__Exercise objective__:
What is the number of lines in the data below that contain "between"? Reply with the number only.
--- Excerpted data ---
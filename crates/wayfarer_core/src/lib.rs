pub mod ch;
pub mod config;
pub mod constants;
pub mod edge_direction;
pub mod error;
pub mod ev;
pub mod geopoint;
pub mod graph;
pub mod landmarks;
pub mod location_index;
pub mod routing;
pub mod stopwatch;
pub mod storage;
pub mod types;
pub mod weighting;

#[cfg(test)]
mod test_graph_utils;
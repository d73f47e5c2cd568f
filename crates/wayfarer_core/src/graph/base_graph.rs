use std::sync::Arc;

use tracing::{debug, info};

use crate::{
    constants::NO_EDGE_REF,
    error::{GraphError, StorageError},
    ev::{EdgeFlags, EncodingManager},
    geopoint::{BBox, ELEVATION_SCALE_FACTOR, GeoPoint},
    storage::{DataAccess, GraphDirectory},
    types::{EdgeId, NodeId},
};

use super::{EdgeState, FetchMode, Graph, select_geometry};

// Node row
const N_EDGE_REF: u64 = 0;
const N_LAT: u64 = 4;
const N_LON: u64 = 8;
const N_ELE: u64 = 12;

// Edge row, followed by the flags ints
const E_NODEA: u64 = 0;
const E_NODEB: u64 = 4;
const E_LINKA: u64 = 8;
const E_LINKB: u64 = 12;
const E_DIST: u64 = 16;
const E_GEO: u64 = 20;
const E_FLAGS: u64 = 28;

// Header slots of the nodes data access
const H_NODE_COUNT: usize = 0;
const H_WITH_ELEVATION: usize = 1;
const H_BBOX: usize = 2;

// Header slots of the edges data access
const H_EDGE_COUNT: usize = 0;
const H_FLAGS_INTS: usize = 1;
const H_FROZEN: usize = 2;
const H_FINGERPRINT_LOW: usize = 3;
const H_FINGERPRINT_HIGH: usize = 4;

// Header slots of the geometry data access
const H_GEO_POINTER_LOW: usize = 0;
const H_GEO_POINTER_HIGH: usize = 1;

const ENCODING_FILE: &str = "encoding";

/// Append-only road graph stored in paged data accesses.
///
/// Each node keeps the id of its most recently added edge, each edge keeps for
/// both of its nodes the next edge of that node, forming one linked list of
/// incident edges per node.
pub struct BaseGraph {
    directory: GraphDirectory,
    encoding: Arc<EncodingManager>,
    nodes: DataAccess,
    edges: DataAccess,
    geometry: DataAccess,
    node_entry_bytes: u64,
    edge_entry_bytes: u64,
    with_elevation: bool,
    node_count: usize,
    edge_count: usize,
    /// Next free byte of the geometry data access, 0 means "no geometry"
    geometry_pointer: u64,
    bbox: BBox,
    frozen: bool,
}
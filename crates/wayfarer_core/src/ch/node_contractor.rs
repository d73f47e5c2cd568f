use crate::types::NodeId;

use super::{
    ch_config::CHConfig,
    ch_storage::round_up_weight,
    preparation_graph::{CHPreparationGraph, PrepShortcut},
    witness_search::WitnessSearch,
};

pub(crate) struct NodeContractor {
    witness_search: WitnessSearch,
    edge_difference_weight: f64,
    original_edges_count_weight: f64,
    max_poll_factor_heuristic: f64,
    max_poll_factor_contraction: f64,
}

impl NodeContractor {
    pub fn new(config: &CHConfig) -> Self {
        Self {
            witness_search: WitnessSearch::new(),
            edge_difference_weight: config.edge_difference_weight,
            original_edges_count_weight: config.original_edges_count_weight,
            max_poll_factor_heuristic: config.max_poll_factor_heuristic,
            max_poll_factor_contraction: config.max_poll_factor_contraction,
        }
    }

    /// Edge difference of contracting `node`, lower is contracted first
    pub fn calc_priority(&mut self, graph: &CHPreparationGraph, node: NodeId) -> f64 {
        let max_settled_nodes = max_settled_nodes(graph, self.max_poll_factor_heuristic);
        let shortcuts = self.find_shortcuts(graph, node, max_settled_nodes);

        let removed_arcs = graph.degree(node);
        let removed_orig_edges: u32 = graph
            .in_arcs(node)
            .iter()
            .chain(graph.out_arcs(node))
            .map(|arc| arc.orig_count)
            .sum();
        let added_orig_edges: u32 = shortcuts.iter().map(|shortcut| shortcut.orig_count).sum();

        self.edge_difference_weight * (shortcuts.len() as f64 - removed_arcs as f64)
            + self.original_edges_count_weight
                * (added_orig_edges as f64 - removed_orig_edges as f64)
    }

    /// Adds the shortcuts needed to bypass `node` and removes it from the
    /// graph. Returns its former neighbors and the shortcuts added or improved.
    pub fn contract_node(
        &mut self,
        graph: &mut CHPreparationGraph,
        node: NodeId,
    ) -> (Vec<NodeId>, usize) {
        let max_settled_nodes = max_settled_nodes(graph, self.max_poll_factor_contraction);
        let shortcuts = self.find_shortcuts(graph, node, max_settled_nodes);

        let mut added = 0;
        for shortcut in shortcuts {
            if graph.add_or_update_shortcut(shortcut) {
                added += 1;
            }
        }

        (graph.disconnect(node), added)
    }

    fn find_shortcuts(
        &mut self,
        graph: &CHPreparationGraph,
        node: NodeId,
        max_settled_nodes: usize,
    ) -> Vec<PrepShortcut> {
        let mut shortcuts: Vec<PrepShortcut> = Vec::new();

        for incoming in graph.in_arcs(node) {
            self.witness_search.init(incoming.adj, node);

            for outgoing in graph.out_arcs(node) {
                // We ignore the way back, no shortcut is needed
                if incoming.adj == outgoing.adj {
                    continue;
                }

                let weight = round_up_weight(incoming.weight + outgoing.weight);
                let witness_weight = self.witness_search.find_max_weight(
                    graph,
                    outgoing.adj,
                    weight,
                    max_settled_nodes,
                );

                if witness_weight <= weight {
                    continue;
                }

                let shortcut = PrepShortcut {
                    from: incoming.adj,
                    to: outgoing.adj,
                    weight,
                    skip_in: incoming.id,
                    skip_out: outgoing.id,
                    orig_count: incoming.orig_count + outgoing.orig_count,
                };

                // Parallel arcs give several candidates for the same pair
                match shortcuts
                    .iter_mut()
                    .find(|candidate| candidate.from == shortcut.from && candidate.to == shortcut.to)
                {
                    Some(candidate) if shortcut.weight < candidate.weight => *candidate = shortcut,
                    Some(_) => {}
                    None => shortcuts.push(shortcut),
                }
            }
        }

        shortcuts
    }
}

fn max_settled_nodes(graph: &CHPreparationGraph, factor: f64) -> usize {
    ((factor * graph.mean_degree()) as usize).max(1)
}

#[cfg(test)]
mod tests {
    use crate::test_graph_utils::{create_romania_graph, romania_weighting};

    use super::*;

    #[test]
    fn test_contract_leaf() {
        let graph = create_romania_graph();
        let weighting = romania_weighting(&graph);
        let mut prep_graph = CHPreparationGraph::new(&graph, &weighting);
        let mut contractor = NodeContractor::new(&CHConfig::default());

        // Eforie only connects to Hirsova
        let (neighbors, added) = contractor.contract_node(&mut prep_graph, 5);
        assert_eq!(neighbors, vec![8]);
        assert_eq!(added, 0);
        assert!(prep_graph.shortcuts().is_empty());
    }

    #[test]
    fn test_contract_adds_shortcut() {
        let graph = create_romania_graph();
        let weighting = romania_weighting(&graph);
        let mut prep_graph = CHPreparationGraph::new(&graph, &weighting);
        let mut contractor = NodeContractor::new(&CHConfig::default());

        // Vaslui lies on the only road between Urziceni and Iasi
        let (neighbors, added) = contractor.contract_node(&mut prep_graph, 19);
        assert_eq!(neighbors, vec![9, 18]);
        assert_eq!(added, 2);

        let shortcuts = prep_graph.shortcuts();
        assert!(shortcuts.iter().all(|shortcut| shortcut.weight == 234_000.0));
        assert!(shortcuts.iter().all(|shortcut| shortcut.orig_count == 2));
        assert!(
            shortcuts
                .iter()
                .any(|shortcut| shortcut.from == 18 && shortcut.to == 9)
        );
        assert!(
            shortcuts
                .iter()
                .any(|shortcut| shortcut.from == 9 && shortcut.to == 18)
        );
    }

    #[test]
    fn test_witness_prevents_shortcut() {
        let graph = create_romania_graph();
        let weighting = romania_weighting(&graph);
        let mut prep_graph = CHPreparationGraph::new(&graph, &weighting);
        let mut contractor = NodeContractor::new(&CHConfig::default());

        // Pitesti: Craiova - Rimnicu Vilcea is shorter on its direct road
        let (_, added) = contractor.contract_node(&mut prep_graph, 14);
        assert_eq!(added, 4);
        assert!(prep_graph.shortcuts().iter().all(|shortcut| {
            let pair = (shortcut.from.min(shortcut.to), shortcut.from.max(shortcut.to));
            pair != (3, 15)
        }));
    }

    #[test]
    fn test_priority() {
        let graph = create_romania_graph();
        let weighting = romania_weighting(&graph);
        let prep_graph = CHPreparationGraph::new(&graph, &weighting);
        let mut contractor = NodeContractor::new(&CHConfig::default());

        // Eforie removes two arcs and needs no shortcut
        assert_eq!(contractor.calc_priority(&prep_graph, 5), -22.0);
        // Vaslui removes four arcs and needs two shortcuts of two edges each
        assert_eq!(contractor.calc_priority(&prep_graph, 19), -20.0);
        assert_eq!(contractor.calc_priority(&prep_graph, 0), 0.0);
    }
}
---
--- Excerpted data ---
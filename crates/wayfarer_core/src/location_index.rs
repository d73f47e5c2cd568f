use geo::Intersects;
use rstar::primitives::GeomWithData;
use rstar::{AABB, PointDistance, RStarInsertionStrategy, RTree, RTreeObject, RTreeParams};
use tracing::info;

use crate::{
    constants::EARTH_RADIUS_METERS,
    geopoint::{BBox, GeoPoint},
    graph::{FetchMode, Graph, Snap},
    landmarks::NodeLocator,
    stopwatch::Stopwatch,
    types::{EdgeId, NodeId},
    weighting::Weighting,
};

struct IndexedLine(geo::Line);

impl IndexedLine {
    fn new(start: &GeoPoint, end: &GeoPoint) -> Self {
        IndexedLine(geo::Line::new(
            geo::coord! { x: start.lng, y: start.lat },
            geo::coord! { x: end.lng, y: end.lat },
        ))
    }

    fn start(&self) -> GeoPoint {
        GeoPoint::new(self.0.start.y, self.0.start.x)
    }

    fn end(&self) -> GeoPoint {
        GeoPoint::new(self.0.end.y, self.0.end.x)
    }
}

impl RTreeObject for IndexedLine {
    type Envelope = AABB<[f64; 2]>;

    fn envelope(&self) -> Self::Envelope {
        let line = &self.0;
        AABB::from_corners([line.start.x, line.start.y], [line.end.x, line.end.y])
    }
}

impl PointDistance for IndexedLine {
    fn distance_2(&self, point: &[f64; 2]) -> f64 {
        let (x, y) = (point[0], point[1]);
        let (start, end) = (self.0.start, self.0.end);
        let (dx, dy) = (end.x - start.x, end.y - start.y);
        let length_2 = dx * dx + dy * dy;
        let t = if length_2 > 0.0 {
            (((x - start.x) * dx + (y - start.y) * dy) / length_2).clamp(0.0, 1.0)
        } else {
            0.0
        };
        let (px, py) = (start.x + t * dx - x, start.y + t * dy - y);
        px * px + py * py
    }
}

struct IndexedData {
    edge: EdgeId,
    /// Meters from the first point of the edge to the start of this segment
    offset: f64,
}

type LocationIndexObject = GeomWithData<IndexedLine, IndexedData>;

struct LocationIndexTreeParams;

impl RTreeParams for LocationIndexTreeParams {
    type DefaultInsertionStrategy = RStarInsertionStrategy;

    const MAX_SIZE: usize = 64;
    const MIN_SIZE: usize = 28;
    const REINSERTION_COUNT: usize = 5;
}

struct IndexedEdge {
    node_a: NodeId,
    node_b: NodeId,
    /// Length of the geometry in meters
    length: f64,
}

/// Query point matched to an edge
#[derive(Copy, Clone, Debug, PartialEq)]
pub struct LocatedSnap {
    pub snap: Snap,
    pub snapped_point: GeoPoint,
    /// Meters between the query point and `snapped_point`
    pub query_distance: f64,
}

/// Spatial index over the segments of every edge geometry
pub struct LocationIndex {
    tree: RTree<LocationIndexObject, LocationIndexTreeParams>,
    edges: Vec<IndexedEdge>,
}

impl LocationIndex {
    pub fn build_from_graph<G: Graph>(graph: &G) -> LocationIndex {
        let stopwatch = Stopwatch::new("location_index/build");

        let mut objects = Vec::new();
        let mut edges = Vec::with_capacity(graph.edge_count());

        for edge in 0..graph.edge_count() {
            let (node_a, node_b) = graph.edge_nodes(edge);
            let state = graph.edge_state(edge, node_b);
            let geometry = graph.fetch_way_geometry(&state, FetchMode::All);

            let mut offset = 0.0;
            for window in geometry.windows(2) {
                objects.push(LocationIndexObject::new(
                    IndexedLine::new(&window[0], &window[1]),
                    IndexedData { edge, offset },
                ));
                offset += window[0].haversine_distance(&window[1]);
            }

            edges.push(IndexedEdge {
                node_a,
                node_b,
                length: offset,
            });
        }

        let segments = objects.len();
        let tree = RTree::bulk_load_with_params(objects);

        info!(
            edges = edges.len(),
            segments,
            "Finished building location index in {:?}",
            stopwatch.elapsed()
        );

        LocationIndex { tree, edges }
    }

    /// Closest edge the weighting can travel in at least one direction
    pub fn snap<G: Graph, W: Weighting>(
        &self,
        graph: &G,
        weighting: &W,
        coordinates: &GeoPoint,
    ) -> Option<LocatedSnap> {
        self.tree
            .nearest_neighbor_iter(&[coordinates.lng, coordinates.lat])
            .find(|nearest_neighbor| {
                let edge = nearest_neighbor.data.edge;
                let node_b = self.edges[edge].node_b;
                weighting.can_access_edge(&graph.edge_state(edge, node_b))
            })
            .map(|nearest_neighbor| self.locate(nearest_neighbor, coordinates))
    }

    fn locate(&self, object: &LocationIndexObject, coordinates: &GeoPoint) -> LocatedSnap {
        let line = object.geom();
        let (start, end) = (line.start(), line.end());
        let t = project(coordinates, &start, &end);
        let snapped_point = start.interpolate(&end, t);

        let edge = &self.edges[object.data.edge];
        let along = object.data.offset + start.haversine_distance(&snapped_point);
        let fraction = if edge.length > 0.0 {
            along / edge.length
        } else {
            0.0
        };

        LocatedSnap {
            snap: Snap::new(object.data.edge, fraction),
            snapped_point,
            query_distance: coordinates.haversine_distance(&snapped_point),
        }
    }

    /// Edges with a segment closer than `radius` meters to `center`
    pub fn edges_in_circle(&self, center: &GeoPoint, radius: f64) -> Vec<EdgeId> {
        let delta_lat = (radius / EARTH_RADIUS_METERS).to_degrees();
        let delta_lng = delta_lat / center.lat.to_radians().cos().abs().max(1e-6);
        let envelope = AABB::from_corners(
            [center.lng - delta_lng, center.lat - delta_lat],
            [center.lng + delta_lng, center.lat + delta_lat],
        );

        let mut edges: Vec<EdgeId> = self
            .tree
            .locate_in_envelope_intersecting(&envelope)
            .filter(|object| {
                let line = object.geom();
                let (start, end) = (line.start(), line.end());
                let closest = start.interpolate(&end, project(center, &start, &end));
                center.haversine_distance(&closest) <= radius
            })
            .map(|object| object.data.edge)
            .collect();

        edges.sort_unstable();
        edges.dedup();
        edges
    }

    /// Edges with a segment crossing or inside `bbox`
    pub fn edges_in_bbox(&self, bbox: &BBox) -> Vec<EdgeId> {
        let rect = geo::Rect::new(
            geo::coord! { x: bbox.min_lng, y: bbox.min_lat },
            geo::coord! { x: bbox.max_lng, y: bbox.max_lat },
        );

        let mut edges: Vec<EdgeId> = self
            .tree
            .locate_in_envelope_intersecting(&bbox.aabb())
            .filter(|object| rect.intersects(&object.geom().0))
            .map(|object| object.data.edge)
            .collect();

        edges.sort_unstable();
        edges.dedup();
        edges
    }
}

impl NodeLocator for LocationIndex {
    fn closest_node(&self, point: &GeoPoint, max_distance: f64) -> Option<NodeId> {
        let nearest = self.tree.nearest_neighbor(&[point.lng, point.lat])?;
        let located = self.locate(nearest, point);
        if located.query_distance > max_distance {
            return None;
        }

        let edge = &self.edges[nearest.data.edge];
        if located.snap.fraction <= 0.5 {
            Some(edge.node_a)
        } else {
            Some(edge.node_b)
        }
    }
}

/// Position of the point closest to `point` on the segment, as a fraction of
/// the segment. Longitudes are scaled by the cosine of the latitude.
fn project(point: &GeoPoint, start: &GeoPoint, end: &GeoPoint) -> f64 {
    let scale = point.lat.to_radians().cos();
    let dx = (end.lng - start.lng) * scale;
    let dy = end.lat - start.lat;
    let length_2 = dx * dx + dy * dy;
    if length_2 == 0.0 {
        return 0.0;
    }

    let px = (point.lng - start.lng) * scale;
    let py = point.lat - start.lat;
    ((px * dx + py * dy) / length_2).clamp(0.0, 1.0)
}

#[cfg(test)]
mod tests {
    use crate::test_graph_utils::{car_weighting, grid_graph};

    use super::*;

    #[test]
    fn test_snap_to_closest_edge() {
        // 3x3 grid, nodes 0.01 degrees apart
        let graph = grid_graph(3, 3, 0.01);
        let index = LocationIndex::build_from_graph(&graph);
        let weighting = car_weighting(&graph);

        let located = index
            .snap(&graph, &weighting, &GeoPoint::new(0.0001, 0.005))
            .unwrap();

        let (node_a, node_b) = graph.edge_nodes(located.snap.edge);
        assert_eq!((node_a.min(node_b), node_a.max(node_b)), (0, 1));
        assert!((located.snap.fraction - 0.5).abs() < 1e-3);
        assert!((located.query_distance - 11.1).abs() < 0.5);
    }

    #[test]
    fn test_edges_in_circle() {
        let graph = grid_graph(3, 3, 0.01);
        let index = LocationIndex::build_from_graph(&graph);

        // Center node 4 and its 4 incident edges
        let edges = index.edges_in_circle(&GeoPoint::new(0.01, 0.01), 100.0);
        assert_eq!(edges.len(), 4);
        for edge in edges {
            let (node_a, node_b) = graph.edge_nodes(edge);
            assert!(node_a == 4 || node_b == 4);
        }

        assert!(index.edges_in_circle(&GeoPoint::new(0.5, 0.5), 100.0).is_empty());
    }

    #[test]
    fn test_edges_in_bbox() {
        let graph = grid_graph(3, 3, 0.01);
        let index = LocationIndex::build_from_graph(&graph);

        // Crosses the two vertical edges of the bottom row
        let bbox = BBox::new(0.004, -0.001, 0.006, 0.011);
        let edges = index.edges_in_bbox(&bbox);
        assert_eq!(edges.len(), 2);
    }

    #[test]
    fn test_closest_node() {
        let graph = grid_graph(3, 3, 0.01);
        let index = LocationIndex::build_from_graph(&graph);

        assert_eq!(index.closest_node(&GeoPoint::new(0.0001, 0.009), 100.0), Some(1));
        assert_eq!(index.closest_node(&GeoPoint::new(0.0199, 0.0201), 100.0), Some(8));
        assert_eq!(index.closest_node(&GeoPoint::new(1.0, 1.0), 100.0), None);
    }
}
---
--- Excerpted data ---
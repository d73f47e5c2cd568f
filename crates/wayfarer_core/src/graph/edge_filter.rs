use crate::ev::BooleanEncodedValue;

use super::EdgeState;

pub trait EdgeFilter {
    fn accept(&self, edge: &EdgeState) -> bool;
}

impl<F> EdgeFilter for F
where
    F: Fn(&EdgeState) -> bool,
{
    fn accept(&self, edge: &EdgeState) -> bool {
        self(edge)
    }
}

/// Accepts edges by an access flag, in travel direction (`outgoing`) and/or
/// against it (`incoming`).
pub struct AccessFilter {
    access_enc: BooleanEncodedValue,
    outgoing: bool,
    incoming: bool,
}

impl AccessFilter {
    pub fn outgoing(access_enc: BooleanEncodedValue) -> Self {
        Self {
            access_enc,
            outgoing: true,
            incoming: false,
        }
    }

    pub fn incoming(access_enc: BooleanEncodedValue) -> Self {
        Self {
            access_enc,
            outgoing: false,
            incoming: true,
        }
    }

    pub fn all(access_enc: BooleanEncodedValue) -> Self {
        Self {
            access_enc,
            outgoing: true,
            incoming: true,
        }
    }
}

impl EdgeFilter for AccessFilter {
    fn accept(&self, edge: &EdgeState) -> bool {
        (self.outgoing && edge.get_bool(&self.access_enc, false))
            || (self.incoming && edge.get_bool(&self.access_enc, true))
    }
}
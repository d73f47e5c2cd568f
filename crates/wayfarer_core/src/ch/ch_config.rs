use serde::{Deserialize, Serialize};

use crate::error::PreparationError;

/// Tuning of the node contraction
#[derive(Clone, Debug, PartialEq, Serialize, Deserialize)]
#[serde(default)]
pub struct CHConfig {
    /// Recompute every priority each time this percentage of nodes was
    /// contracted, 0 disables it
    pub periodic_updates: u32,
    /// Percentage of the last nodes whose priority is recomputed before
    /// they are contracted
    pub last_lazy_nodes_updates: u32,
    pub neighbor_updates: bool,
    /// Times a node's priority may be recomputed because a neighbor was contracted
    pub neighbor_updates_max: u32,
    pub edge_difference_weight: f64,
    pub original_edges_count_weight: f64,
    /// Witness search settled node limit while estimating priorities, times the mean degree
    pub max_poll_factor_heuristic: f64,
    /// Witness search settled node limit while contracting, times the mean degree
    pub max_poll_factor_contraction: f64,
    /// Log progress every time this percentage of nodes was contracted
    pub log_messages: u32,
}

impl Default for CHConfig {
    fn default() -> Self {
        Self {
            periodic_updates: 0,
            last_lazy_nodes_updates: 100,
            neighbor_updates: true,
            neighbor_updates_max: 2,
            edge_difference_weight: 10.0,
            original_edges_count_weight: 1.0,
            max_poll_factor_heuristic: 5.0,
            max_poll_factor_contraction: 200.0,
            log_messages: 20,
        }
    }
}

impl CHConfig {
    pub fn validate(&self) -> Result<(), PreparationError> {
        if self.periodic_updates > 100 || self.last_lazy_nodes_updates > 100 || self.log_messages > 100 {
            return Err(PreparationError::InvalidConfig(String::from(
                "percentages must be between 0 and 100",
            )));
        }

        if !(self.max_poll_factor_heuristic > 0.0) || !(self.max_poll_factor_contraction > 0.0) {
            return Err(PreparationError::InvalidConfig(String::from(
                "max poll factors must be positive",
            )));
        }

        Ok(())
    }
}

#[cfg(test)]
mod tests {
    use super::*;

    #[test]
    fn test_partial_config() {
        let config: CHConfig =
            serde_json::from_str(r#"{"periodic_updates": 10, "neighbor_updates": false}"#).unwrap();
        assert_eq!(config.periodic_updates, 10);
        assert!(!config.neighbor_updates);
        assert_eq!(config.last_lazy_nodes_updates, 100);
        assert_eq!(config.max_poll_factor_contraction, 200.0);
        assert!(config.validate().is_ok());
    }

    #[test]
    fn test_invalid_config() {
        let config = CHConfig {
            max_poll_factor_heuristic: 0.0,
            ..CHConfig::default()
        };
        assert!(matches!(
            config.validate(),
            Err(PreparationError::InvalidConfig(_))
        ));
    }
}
---
__Expected answer__:
3